Problem description — Whenever a line in the entries includes the word "bool", copy that line out.

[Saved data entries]
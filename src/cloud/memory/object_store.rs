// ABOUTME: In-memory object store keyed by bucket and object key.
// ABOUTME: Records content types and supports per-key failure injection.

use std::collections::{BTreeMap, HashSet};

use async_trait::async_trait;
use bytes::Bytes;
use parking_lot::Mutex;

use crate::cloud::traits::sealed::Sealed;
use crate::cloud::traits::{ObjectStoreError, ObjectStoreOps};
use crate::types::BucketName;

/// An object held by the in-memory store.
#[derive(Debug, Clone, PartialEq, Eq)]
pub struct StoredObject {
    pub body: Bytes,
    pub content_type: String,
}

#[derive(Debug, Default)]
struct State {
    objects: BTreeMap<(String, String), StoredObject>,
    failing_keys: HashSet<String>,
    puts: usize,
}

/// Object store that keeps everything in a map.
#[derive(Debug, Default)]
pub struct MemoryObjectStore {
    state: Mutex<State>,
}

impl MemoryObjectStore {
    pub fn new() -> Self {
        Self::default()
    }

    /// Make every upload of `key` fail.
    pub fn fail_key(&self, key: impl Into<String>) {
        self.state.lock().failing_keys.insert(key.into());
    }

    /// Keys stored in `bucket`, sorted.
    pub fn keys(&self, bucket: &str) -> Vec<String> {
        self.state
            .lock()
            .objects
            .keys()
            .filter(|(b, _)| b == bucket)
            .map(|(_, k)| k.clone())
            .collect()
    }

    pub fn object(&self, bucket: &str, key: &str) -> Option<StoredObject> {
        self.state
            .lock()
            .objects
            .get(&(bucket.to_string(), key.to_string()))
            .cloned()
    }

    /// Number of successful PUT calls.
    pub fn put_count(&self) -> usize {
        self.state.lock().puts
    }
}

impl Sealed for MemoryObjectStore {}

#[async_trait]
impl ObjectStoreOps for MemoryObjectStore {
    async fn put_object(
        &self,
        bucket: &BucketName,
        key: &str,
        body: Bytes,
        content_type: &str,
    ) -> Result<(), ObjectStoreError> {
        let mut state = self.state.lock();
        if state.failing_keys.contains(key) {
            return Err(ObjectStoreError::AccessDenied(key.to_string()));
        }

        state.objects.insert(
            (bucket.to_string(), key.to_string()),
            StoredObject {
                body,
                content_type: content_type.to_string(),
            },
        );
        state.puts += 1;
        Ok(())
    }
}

...

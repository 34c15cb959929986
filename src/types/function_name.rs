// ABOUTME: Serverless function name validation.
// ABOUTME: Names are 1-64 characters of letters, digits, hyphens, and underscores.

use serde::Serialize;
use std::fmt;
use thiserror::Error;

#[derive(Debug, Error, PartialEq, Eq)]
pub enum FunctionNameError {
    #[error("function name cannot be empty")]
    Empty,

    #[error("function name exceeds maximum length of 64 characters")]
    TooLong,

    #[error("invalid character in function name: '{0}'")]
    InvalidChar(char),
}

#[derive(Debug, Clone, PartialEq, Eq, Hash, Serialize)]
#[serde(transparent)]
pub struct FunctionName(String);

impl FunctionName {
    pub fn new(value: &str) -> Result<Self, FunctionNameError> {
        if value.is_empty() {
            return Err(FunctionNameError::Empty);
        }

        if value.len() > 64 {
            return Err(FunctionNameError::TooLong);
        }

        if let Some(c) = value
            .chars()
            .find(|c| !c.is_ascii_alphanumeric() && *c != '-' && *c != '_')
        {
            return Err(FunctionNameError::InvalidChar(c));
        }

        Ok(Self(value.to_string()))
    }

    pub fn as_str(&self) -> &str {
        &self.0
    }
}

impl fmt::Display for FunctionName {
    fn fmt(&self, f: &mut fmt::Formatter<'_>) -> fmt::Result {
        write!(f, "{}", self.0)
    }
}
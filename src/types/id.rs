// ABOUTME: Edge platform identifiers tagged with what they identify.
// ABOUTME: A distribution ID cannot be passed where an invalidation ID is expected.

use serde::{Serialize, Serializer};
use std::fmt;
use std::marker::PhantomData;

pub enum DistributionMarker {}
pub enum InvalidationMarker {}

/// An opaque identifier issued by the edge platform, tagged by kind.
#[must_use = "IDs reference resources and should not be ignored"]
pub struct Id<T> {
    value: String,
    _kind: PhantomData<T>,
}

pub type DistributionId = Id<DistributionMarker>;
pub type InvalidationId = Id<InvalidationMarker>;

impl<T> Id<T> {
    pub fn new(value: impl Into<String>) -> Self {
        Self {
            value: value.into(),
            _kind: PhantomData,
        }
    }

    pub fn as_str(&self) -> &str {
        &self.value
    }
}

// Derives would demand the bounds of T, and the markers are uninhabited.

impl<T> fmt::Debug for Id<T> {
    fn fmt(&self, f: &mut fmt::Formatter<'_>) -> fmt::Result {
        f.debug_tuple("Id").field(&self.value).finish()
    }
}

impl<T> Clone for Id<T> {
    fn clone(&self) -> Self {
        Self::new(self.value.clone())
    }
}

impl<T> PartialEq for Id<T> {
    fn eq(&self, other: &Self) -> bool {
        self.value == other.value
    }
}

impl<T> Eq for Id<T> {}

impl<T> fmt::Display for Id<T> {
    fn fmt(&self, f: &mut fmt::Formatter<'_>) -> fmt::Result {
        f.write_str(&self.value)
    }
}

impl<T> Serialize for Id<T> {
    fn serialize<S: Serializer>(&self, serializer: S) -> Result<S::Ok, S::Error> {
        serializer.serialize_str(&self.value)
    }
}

---

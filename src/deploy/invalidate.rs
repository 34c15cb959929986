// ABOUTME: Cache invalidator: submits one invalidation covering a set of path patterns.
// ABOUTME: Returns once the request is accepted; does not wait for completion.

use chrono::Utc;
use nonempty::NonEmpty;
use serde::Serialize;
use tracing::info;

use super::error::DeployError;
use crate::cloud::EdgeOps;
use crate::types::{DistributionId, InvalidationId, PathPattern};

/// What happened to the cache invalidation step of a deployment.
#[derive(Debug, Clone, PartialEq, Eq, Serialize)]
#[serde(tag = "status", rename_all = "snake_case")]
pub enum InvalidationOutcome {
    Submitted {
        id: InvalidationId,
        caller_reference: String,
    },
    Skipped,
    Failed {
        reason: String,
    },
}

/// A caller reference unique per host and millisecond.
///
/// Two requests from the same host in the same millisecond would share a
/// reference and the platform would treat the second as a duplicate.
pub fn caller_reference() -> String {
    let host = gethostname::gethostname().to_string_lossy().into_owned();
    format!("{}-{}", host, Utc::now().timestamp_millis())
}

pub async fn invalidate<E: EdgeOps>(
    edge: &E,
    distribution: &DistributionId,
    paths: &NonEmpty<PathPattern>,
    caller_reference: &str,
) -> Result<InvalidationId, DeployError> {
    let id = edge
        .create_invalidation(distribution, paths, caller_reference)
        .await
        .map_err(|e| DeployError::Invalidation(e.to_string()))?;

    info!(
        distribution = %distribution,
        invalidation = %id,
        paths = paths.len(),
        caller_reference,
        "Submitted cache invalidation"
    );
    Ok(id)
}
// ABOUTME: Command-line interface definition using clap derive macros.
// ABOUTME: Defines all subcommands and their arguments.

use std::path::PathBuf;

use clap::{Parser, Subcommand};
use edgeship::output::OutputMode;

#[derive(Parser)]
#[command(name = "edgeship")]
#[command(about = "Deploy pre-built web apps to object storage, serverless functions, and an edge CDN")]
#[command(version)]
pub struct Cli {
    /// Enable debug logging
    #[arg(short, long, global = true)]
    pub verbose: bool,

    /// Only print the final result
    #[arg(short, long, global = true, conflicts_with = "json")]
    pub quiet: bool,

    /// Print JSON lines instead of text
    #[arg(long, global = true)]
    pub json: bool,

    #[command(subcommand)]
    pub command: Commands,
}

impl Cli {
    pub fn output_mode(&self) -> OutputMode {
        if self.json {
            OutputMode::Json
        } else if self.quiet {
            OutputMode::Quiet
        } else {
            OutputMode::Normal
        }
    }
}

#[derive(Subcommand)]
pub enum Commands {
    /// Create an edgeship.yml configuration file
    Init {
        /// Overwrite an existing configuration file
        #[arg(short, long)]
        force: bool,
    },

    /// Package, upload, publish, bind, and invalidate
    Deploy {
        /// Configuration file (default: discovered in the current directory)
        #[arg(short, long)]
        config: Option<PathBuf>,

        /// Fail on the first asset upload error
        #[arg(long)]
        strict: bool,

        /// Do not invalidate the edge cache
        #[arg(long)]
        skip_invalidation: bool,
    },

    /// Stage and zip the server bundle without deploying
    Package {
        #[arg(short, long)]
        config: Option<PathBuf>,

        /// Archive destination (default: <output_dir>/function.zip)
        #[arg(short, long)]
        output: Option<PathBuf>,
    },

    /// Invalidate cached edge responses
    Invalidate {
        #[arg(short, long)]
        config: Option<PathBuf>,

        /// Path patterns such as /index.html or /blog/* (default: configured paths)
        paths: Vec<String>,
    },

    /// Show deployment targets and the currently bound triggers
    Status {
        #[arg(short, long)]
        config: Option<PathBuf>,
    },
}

Response area —
    fn eq(&self, other: &Self) -> bool {
    pub verbose: bool,
    pub quiet: bool,
    pub json: bool,
        force: bool,
        strict: bool,
        skip_invalidation: bool,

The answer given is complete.